(1.) This appeal seems to me as misconceived as the adjudication out of which it arises. For reasons I have stated in C. R. P. No. 811 of 1963 and in C. R. P. No. 1256 of 1963 decided under the similar provisions of S.6 of Act 7 of 1963, I do not think that S.73 of Act 1 of 1964 contemplates any application to what I might call the depositee court or any adjudication by it as to the sufficiency of the deposit. The depositee court has only to receive the deposit under sub-s.(1) of the section and give notice thereof to the landlord under sub-s.3. In cases where the rent is payable in kind and there is a deficiency owing to a bona fide error in computing the amount that has to be deposited in accordance with sub-s.(4) it can, under sub-s.(5), give reasonable time for making good the deficiency. That is all it can do, and it is to be noted that it is for the tenant to move the court for time on finding (discovering) that there is a deficiency, not for the court to find (decide) that there is a deficiency. The depositee court cannot decide whether or not the deposit is a sufficient deposit for the purpose of enabling the tenant to get the benefit of the section. That, in the event of dispute, is for the court trying the proceeding for the recovery of the rent, whether it be a suit or an application for execution of a decree for arrears of rent, to decide. That court might very well be, indeed in most cases would be the same court as the depositee court; the point is that even so the adjudication must be made in the proceeding for the recovery of the rent, not in the proceeding, whether initiated by an application or not, for making the deposit under the section. The section is analogous S.83 of the Transfer of Property Act and the depositee court has no jurisdiction to adjudicate on the merits of any dispute regarding the sufficiency of the deposit. Under the section (S.73 of Act 1 of 1964) the discharge is by payment to the landlord or by deposit in court for payment to the landlord. The court, it is clear, is only an agency for making the payment and no adjudication is involved any more than if the payment were made to the landlord direct. Except for the power to extend time under sub-s.(5) in cases covered by sub-s.(4), the section might as well have provided for the deposit being made in a bank for payment to the landlord. I do not suppose that any one would then have thought that the bank was to adjudicate on the sufficiency of the deposit.

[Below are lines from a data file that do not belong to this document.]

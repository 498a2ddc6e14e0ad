//! OpenAPI schema definitions for domain types.
//!
//! Domain types remain framework-agnostic by not deriving `ToSchema`. This
//! module provides the schema definitions required for OpenAPI documentation
//! using utoipa's external schema registration.
//!
//! The schema wrappers mirror the structure of their corresponding domain
//! types but live in the inbound adapter layer where framework concerns belong.

use utoipa::ToSchema;

/// OpenAPI schema for [`crate::domain::ErrorCode`].
///
/// Stable machine-readable error codes returned in API error responses.
#[derive(ToSchema)]
#[schema(as = crate::domain::ErrorCode)]
pub enum ErrorCodeSchema {
    /// The request is malformed or fails validation.
    #[schema(rename = "invalid_request")]
    InvalidRequest,
    /// The requested resource does not exist.
    #[schema(rename = "not_found")]
    NotFound,
    /// The record store cannot be reached.
    #[schema(rename = "service_unavailable")]
    ServiceUnavailable,
    /// An unexpected error occurred on the server.
    #[schema(rename = "internal_error")]
    InternalError,
}

/// OpenAPI schema for [`crate::domain::Error`].
///
/// API error response payload with machine-readable code and human-readable
/// message.
#[derive(ToSchema)]
#[schema(as = crate::domain::Error, rename_all = "camelCase")]
#[expect(
    dead_code,
    reason = "Used only for OpenAPI schema generation via utoipa"
)]
pub struct ErrorSchema {
    /// Stable machine-readable error code.
    #[schema(example = "invalid_request")]
    code: ErrorCodeSchema,
    /// Human-readable message returned to clients.
    #[schema(example = "Invalid email format")]
    message: String,
    /// Correlation identifier for tracing this error across systems.
    #[schema(example = "3fa85f64-5717-4562-b3fc-2c963f66afa6")]
    trace_id: Option<String>,
    /// Field-level context such as `{"field": "email", "code": "invalid_email"}`.
    details: Option<serde_json::Value>,
}

/// OpenAPI schema for [`crate::domain::Student`].
#[derive(ToSchema)]
#[schema(as = crate::domain::Student)]
#[expect(
    dead_code,
    reason = "Used only for OpenAPI schema generation via utoipa"
)]
pub struct StudentSchema {
    /// Store-assigned identifier.
    #[schema(example = 1)]
    id: i32,
    /// Display name.
    #[schema(example = "Jane")]
    name: String,
    /// Contact email.
    #[schema(example = "jane@x.com")]
    email: String,
}

/// OpenAPI schema for [`crate::domain::Grade`].
///
/// `average` is derived from the three scores and rendered with two decimals.
#[derive(ToSchema)]
#[schema(as = crate::domain::Grade)]
#[expect(
    dead_code,
    reason = "Used only for OpenAPI schema generation via utoipa"
)]
pub struct GradeSchema {
    /// Store-assigned identifier.
    #[schema(example = 1)]
    id: i32,
    /// Owning student.
    #[schema(example = 1)]
    student_id: i32,
    /// Subject label.
    #[schema(example = "Math")]
    subject: String,
    #[schema(minimum = 0, maximum = 100, example = 80)]
    activity_score: u8,
    #[schema(minimum = 0, maximum = 100, example = 90)]
    quiz_score: u8,
    #[schema(minimum = 0, maximum = 100, example = 70)]
    exam_score: u8,
    /// Mean of the three scores.
    #[schema(example = "80.00")]
    average: String,
}

/// OpenAPI schema for [`crate::domain::GradeEntry`].
#[derive(ToSchema)]
#[schema(as = crate::domain::GradeEntry)]
#[expect(
    dead_code,
    reason = "Used only for OpenAPI schema generation via utoipa"
)]
pub struct GradeEntrySchema {
    #[schema(example = 1)]
    id: i32,
    #[schema(example = 1)]
    student_id: i32,
    #[schema(example = "Math")]
    subject: String,
    #[schema(minimum = 0, maximum = 100, example = 80)]
    activity_score: u8,
    #[schema(minimum = 0, maximum = 100, example = 90)]
    quiz_score: u8,
    #[schema(minimum = 0, maximum = 100, example = 70)]
    exam_score: u8,
    #[schema(example = "80.00")]
    average: String,
    /// Name of the owning student.
    #[schema(example = "Jane")]
    student_name: String,
}
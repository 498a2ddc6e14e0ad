//! HTTP inbound adapter exposing REST endpoints.
//!
//! All record endpoints live under `/api`; the status message and probes sit
//! at the root.

pub mod error;
pub mod export;
pub mod grades;
pub mod health;
pub mod schemas;
pub mod state;
pub mod students;
#[cfg(test)]
pub mod test_utils;
pub mod validation;

use actix_web::web;

pub use error::ApiResult;

/// Register the `/api` scope and the extractor error handlers.
///
/// # Examples
/// ```
/// use actix_web::App;
/// use gradebook::inbound::http::configure;
///
/// let app = App::new().configure(configure);
/// ```
pub fn configure(cfg: &mut web::ServiceConfig) {
    cfg.app_data(web::JsonConfig::default().error_handler(error::json_error_handler))
        .app_data(web::PathConfig::default().error_handler(error::path_error_handler))
        .service(
            web::scope("/api")
                .service(students::list_students)
                .service(students::create_student)
                .service(students::update_student)
                .service(students::delete_student)
                .service(grades::list_grades)
                .service(grades::create_grade)
                .service(grades::update_grade)
                .service(grades::delete_grade)
                .service(export::export_grades),
        );
}
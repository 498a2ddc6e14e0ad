//! Port abstraction for grade persistence adapters and their errors.
use async_trait::async_trait;

use crate::domain::{GradeEntry, GradeId, GradeUpdate, NewGrade, StudentId};

use super::define_port_error;

define_port_error! {
    /// Persistence errors raised by grade repository adapters.
    pub enum GradePersistenceError {
        /// Repository connection could not be established.
        Connection { message: String } => "grade repository connection failed: {message}",
        /// Query or mutation failed during execution.
        Query { message: String } => "grade repository query failed: {message}",
        /// The referenced student does not exist.
        UnknownStudent { student_id: i32 } => "student {student_id} does not exist",
    }
}

/// Storage for grade rows.
#[cfg_attr(test, mockall::automock)]
#[async_trait]
pub trait GradeRepository: Send + Sync {
    /// Grades of `student_id` joined with the student's name, ordered by id.
    async fn list_for_student(
        &self,
        student_id: StudentId,
    ) -> Result<Vec<GradeEntry>, GradePersistenceError>;

    /// Insert a grade and return its assigned identifier.
    async fn insert(&self, grade: &NewGrade) -> Result<GradeId, GradePersistenceError>;

    /// Replace subject and scores of `id`, returning affected rows.
    async fn update(&self, id: GradeId, update: &GradeUpdate)
    -> Result<usize, GradePersistenceError>;

    /// Delete `id`, returning affected rows.
    async fn delete(&self, id: GradeId) -> Result<usize, GradePersistenceError>;
}
//! OpenAPI documentation configuration.
//!
//! This module defines the [`ApiDoc`] struct which generates the OpenAPI
//! specification for the REST API. It registers every handler in the inbound
//! layer and the domain schema wrappers from
//! [`crate::inbound::http::schemas`], keeping domain types free of utoipa.
//!
//! The generated specification is served by Swagger UI (debug builds) and
//! exported via `cargo run --bin openapi-dump` for external tooling.

use crate::inbound::http::export::__path_export_grades;
use crate::inbound::http::grades::{
    __path_create_grade, __path_delete_grade, __path_list_grades, __path_update_grade,
    GradeDeleted, GradeRequest, GradeUpdateRequest, GradeUpdated,
};
use crate::inbound::http::health::{__path_live, __path_ready, __path_root, ServerStatus};
use crate::inbound::http::schemas::{
    ErrorCodeSchema, ErrorSchema, GradeEntrySchema, GradeSchema, StudentSchema,
};
use crate::inbound::http::students::{
    __path_create_student, __path_delete_student, __path_list_students, __path_update_student,
    StatusMessage, StudentRequest,
};
use utoipa::OpenApi;

/// OpenAPI document for the REST API.
#[derive(OpenApi)]
#[openapi(
    info(
        title = "Gradebook API",
        description = "Student roster, per-subject grades and CSV export."
    ),
    servers(
        (url = "/", description = "Relative to the deployment base URL")
    ),
    paths(
        list_students,
        create_student,
        update_student,
        delete_student,
        list_grades,
        create_grade,
        update_grade,
        delete_grade,
        export_grades,
        root,
        ready,
        live,
    ),
    components(schemas(
        StudentSchema,
        GradeSchema,
        GradeEntrySchema,
        ErrorSchema,
        ErrorCodeSchema,
        StudentRequest,
        StatusMessage,
        GradeRequest,
        GradeUpdateRequest,
        GradeUpdated,
        GradeDeleted,
        ServerStatus,
    )),
    tags(
        (name = "students", description = "Student roster"),
        (name = "grades", description = "Grades and their export"),
        (name = "health", description = "Endpoints for health checks")
    )
)]
pub struct ApiDoc;

#[cfg(test)]
mod tests {
    //! Tests verifying OpenAPI schema field structure.

    use super::*;
    use rstest::rstest;
    use utoipa::openapi::RefOr;
    use utoipa::openapi::schema::Schema;

    // utoipa replaces :: with . in schema names
    const ERROR_SCHEMA_NAME: &str = "crate.domain.Error";
    const GRADE_ENTRY_SCHEMA_NAME: &str = "crate.domain.GradeEntry";

    /// Assert that an Object schema contains a field with the given name.
    fn assert_object_schema_has_field(schema: &RefOr<Schema>, field: &str) {
        match schema {
            RefOr::T(Schema::Object(obj)) => {
                assert!(
                    obj.properties.contains_key(field),
                    "schema should have field '{field}'"
                );
            }
            _ => panic!("expected Object schema"),
        }
    }

    #[rstest]
    #[case(ERROR_SCHEMA_NAME, "code")]
    #[case(ERROR_SCHEMA_NAME, "message")]
    #[case(ERROR_SCHEMA_NAME, "traceId")]
    #[case(GRADE_ENTRY_SCHEMA_NAME, "student_name")]
    #[case(GRADE_ENTRY_SCHEMA_NAME, "average")]
    fn registered_schemas_have_fields(#[case] schema_name: &str, #[case] field: &str) {
        let doc = ApiDoc::openapi();
        let schemas = &doc.components.as_ref().expect("components").schemas;
        let schema = schemas.get(schema_name).expect("schema registered");
        assert_object_schema_has_field(schema, field);
    }

    #[rstest]
    #[case("/api/students")]
    #[case("/api/students/{id}")]
    #[case("/api/grades")]
    #[case("/api/grades/{id}")]
    #[case("/api/grades/{student_id}")]
    #[case("/api/export/grades/{student_id}")]
    #[case("/")]
    #[case("/health/ready")]
    fn every_endpoint_is_documented(#[case] path: &str) {
        let doc = ApiDoc::openapi();
        assert!(doc.paths.paths.contains_key(path), "missing {path}");
    }

    #[rstest]
    #[case("/api/students", "get", "200", "/items/$ref", "crate.domain.Student")]
    #[case("/api/students", "post", "200", "/$ref", "crate.domain.Student")]
    #[case("/api/students", "post", "400", "/$ref", ERROR_SCHEMA_NAME)]
    #[case("/api/grades/{student_id}", "get", "200", "/items/$ref", GRADE_ENTRY_SCHEMA_NAME)]
    #[case("/api/grades", "post", "200", "/$ref", "crate.domain.Grade")]
    #[case("/api/grades/{id}", "delete", "404", "/$ref", ERROR_SCHEMA_NAME)]
    #[case("/api/export/grades/{student_id}", "get", "404", "/$ref", ERROR_SCHEMA_NAME)]
    fn responses_reference_registered_schemas(
        #[case] path: &str,
        #[case] method: &str,
        #[case] status: &str,
        #[case] pointer: &str,
        #[case] schema_name: &str,
    ) {
        let doc = serde_json::to_value(ApiDoc::openapi()).expect("document serialises");
        let response = &doc["paths"][path][method]["responses"][status];
        let schema = &response["content"]["application/json"]["schema"];
        assert_eq!(
            schema.pointer(pointer).and_then(serde_json::Value::as_str),
            Some(format!("#/components/schemas/{schema_name}").as_str()),
            "{method} {path} {status}"
        );
    }
}
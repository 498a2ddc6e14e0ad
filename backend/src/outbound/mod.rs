//! Outbound adapters implementing domain ports for external infrastructure.
//!
//! - **persistence**: SQLite-backed repositories using Diesel ORM
//!
//! Adapters are thin translators that convert between domain types and
//! infrastructure-specific representations. They contain no business logic.

pub mod persistence;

(2.) With great respect I think the view I am taking is in accord with the view taken by Vaidialingam J. in C. R. P. No. 1153 of 1964 though the question there was different.
(3.) From the misconceived adjudication by the depositee court - which, as I have already shown, is without jurisdiction - no appeal lies since the adjudication was not in a suit or in execution and no appeal is provided by the statute. Therefore, as I said at the beginning, the appeal from the adjudication by the depositee court in this case and the second appeal therefrom are as misconceived as the adjudication.